The KU Community Cluster uses SLURM (Simple Linux Utility for Resource Management) for managing job scheudling.

Connecting

Step-by-Step
Step-by-step instructions on how to connect

​The cluster uses your KU Online ID and password.

  • SSH: Use a SSH2 client to connect to hpc.crc.ku.edu for example:
    ssh username@hpc.crc.ku.edu
    

    Replace username with your KU Online ID, and then authenticate with your KU Online ID password. Alternatively, you can set up public-key authentication. SSH connections to hpc.crc.ku.edu resolve to either of the following login nodes:

    submit1.hpc.crc.ku.edu
    submit2.hpc.crc.ku.edu
    
  • X2Go: X2Go is software which allows you to access the cluster using a graphical desktop window. This allows you to open GUI applications such as MATLAB on the cluster.

Campus

If you are connecting from any of the University of Kansas' campuses, you may connect as the instructions above show.

Off-Campus

If you wish to connect the KU Community Cluster from off campus, you must connect through KU Anywhere. If you have multiple VPN Entitlements, any one of them will work. After successful connection, you may connect as instructed above.

Submitting Jobs

Maximum number of jobs
The maximum number of jobs a user can have submitted at one time is 5000
  • Batch jobs:To run a job in batch mode, use your favorite text editor to create a file which has SLURM options and also instructions on how to run your job, called a submission script. All SLURM options are prefaced with #SBATCH. It is necessary to specify the partition you wish to run in. After your script is complete, you can submit the job to the cluster with command sbatch.

    A submission script is simply a text file that contains your job parameters and the commands you wish to execute as part of your job. You can also load modules, set environmental variables, or other tasks inside your submission script.

    sbatch example.sh

    You may also submit simple jobs from the command line

    srun --partition=sixhour echo Hello World!

    Command-line options
    Command-line options will override SLURM options in your job script.
    
  • Interactive jobs: An interactive job allows you to open a shell on the compute node as if you had ssh'd into it. It is usually used for debugging purposes.

    To submit an interactive job, use the srun. Again, you must specify which --partition you wish your job to run in.
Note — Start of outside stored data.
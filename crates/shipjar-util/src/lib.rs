//! Shared utilities for shipjar.
//!
//! This crate provides cross-cutting concerns used by all other shipjar crates:
//! the error taxonomy, filesystem helpers, host process spawning, identifier
//! casing, and terminal status output.

pub mod errors;
pub mod fs;
pub mod process;
pub mod progress;
pub mod strings;
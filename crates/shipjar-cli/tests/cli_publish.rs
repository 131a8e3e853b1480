use assert_cmd::Command;
use predicates::prelude::*;
use std::fs;
use tempfile::TempDir;

fn shipjar_cmd() -> Command {
    let mut cmd = Command::cargo_bin("shipjar").unwrap();
    cmd.env_remove("GPG_KEY_ID").env_remove("GPG_PASSWORD");
    cmd
}

fn android_library(dir: &std::path::Path) {
    fs::write(
        dir.join("shipjar.toml"),
        r#"
[project]
name = "ui"
group = "com.example.android"
version = "0.1.0-LOCAL"
plugins = ["com.android.library", "org.jetbrains.kotlin.android"]
"#,
    )
    .unwrap();
}

#[test]
fn test_publish_dry_run_lists_ordered_tasks() {
    let tmp = TempDir::new().unwrap();
    android_library(tmp.path());

    shipjar_cmd()
        .current_dir(tmp.path())
        .args(["publish", "--dry-run"])
        .assert()
        .success()
        .stdout(predicate::str::diff(
            "assembleRelease\npublishComponent\nandroidSourceJarForRelease\npublishMavenPublicationToMavenRepository\n",
        ));
}

#[test]
fn test_publish_missing_variant_fails() {
    let tmp = TempDir::new().unwrap();
    fs::write(
        tmp.path().join("shipjar.toml"),
        r#"
[project]
name = "ui"
group = "com.example"
version = "0.1.0-LOCAL"
plugins = ["com.android.library"]
build-types = ["debug", "qa"]

[publish]
android-variant = "release"
"#,
    )
    .unwrap();

    shipjar_cmd()
        .current_dir(tmp.path())
        .args(["publish", "--dry-run"])
        .assert()
        .failure()
        .stderr(predicate::str::contains("No variant `release`"));
}

#[cfg(unix)]
fn fake_host(dir: &std::path::Path, exit_code: i32) {
    use std::os::unix::fs::PermissionsExt;

    let script = dir.join("fake-gradle");
    fs::write(
        &script,
        format!(
            "#!/bin/sh\necho \"$@\" > \"$(dirname \"$0\")/invoked.txt\"\necho \"plan=$SHIPJAR_PLAN\" >> \"$(dirname \"$0\")/invoked.txt\"\necho \"BUILD FINISHED\"\nexit {exit_code}\n"
        ),
    )
    .unwrap();
    fs::set_permissions(&script, fs::Permissions::from_mode(0o755)).unwrap();
}

#[cfg(unix)]
#[test]
fn test_publish_runs_host_and_reports() {
    let tmp = TempDir::new().unwrap();
    fs::write(
        tmp.path().join("shipjar.toml"),
        "[project]\nname = \"app\"\ngroup = \"com.example\"\n\n[host]\ncommand = \"./fake-gradle\"\n",
    )
    .unwrap();
    fake_host(tmp.path(), 0);
    let core = tmp.path().join("core");
    fs::create_dir(&core).unwrap();
    fs::write(
        core.join("shipjar.toml"),
        "[project]\nname = \"core\"\nversion = \"1.0.0-LOCAL\"\nplugins = [\"java-library\"]\n\n[host]\ncommand = \"./fake-gradle\"\n",
    )
    .unwrap();

    shipjar_cmd()
        .current_dir(&core)
        .args(["publish"])
        .assert()
        .success()
        .stdout(predicate::str::contains(
            "Component dependency url: implementation 'com.example:core:1.0.0-LOCAL'",
        ))
        .stdout(predicate::str::contains("Published at: file://"));

    let invoked = fs::read_to_string(tmp.path().join("invoked.txt")).unwrap();
    assert!(invoked.starts_with(
        "classes javaSourceJarForCore javadoc simpleJavadocJarForCore publishMavenPublicationToMavenRepository"
    ));
    assert!(invoked.contains("shipjar-plan.json"));
    assert!(core.join("build/shipjar-plan.json").is_file());
}

#[cfg(unix)]
#[test]
fn test_publish_host_failure_is_reported() {
    let tmp = TempDir::new().unwrap();
    fs::write(
        tmp.path().join("shipjar.toml"),
        "[project]\nname = \"core\"\ngroup = \"com.example\"\nversion = \"1.0.0-LOCAL\"\nplugins = [\"java\"]\n\n[host]\ncommand = \"./fake-gradle\"\n",
    )
    .unwrap();
    fake_host(tmp.path(), 3);

    shipjar_cmd()
        .current_dir(tmp.path())
        .args(["publish"])
        .assert()
        .failure()
        .stderr(predicate::str::contains("failed"))
        .stdout(predicate::str::contains("published succeed").not());
}

#[cfg(unix)]
#[test]
fn test_publish_verbose_shows_host_output() {
    let tmp = TempDir::new().unwrap();
    fs::write(
        tmp.path().join("shipjar.toml"),
        "[project]\nname = \"core\"\ngroup = \"com.example\"\nversion = \"1.0.0-LOCAL\"\nplugins = [\"java\"]\n\n[host]\ncommand = \"./fake-gradle\"\n",
    )
    .unwrap();
    fake_host(tmp.path(), 0);

    shipjar_cmd()
        .current_dir(tmp.path())
        .env_remove("RUST_LOG")
        .args(["-v", "publish"])
        .assert()
        .success()
        .stderr(predicate::str::contains("BUILD FINISHED"))
        .stdout(predicate::str::contains("BUILD FINISHED").not());
}
//! Command dispatch and handler modules.

mod classify;
mod plan;
mod publish;

use std::path::PathBuf;

use shipjar_util::errors::{ShipjarError, ShipjarResult};

use crate::cli::{Cli, Command};

/// Route a parsed CLI invocation to the appropriate command handler.
pub fn dispatch(cli: Cli) -> ShipjarResult<()> {
    match cli.command {
        Command::Publish { dry_run, project } => publish::exec(project, dry_run),
        Command::Plan { json, project } => plan::exec(project, json),
        Command::Classify { project } => classify::exec(project),
    }
}

/// `--project` or the current directory.
fn project_dir(project: Option<PathBuf>) -> ShipjarResult<PathBuf> {
    match project {
        Some(dir) => Ok(dir),
        None => Ok(std::env::current_dir().map_err(ShipjarError::Io)?),
    }
}
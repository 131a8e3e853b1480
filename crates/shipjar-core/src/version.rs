use std::fmt;

use serde::Serialize;

/// Marker suffix of a version that is only published to the local repository.
pub const LOCAL_SUFFIX: &str = "-LOCAL";

/// Marker suffix of a snapshot version.
pub const SNAPSHOT_SUFFIX: &str = "-SNAPSHOT";

/// Classification of a version string by its trailing token.
///
/// Derived on demand from the version, never stored.
#[derive(Debug, Clone, Copy, PartialEq, Eq, Hash, Serialize)]
#[serde(rename_all = "kebab-case")]
pub enum VersionSuffix {
    Local,
    Snapshot,
    Release,
}

impl VersionSuffix {
    /// Classify `version`. Matching is case-sensitive.
    pub fn of(version: &str) -> Self {
        if version.ends_with(LOCAL_SUFFIX) {
            Self::Local
        } else if version.ends_with(SNAPSHOT_SUFFIX) {
            Self::Snapshot
        } else {
            Self::Release
        }
    }

    /// Whether publishing this kind of version needs repository credentials.
    pub fn requires_credentials(&self) -> bool {
        !matches!(self, Self::Local)
    }
}

impl fmt::Display for VersionSuffix {
    fn fmt(&self, f: &mut fmt::Formatter<'_>) -> fmt::Result {
        let s = match self {
            Self::Local => "local",
            Self::Snapshot => "snapshot",
            Self::Release => "release",
        };
        f.write_str(s)
    }
}
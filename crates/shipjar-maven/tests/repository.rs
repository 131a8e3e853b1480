use std::collections::BTreeMap;
use std::path::Path;

use shipjar_core::config::{PublishConfig, ResolvedConfig};
use shipjar_core::project::Project;
use shipjar_core::properties::FallbackSources;
use shipjar_core::version::VersionSuffix;
use shipjar_maven::repository::select_repository;
use shipjar_util::errors::ShipjarError;

fn resolved(version: &str, release: &str, snapshot: &str) -> ResolvedConfig {
    let mut project = Project::new("core", "/work/core");
    project.group = "com.example".to_string();
    let cfg = PublishConfig {
        version: version.to_string(),
        user_name: "deployer".to_string(),
        password: "s3cret".to_string(),
        release_repo_url: release.to_string(),
        snapshot_repo_url: snapshot.to_string(),
        ..PublishConfig::default()
    };
    cfg.resolve(&project, &FallbackSources::new(BTreeMap::new(), BTreeMap::new()))
        .unwrap()
}

#[test]
fn snapshot_goes_to_snapshot_url_with_credentials() {
    let cfg = resolved("1.0.0-SNAPSHOT", "https://repo/releases", "https://repo/snapshots");
    let target = select_repository(&cfg, Path::new("/work/core/build")).unwrap();
    assert_eq!(target.suffix, VersionSuffix::Snapshot);
    assert_eq!(target.location(), "https://repo/snapshots");
    assert!(target.credentials_required);
    assert_eq!(target.repository.username.as_deref(), Some("deployer"));
    assert_eq!(target.repository.password.as_deref(), Some("s3cret"));
}

#[test]
fn release_goes_to_release_url() {
    let cfg = resolved("2.0.0", "https://repo/releases/", "");
    let target = select_repository(&cfg, Path::new("/work/core/build")).unwrap();
    assert_eq!(target.suffix, VersionSuffix::Release);
    assert_eq!(target.location(), "https://repo/releases");
    assert!(target.credentials_required);
}

#[test]
fn local_goes_to_build_dir_without_credentials() {
    let cfg = resolved("1.0.0-LOCAL", "", "");
    let target = select_repository(&cfg, Path::new("/work/core/build")).unwrap();
    assert_eq!(target.suffix, VersionSuffix::Local);
    assert_eq!(target.location(), "file:///work/core/build/repository");
    assert!(!target.credentials_required);
    assert!(!target.repository.has_auth());
}

#[test]
fn release_without_release_url_names_the_field() {
    let cfg = resolved("2.0.0", "", "https://repo/snapshots");
    match select_repository(&cfg, Path::new("/work/core/build")) {
        Err(ShipjarError::Configuration { message }) => assert!(message.contains("releaseRepoUrl")),
        other => panic!("expected Configuration error, got {other:?}"),
    }
}

#[test]
fn snapshot_without_snapshot_url_names_the_field() {
    let cfg = resolved("2.0.0-SNAPSHOT", "https://repo/releases", "");
    match select_repository(&cfg, Path::new("/work/core/build")) {
        Err(ShipjarError::Configuration { message }) => assert!(message.contains("snapshotRepoUrl")),
        other => panic!("expected Configuration error, got {other:?}"),
    }
}

#[test]
fn selection_follows_the_final_version() {
    let local = resolved("1.0.0-LOCAL", "https://repo/releases", "https://repo/snapshots");
    let mut cfg = local.into_inner();
    cfg.version = "1.0.0".to_string();
    let mut project = Project::new("core", "/work/core");
    project.group = "com.example".to_string();
    let cfg = cfg.resolve(&project, &FallbackSources::default()).unwrap();

    let target = select_repository(&cfg, Path::new("/work/core/build")).unwrap();
    assert_eq!(target.location(), "https://repo/releases");
}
    srun --time=4:00:00 --ntasks=1 --nodes=1 --partition=sixhour --pty /bin/bash -l

    In the example above, the job has requested:

    • --time=4:00:00 4 hours for the job run
    • --ntasks=1 1 task. By default, 1 core is given to each task.
    • --nodes=1 1 node
    • --partition=sixhour Job to run in sixhour partition
    • --pty /bin/bash Interactive terminal running /bin/bash shell.
    • The --time, --ntasks, --nodes are called options.

    If you have ssh'd to the submit nodes with X11 forwarding enabled and wish to have X11 for an interactive job, then supply the --x11 flag

    srun --time=4:00:00 --ntasks=4 --nodes=1 --partition=sixhour --x11 --pty /bin/bash -l

Submission Script

To run a job in batch mode on a high-performance computing system using SLURM, first prepare a job script that specifies the application you want to run and the resources required to run it, and then submit the script to SLURM using the sbatch command.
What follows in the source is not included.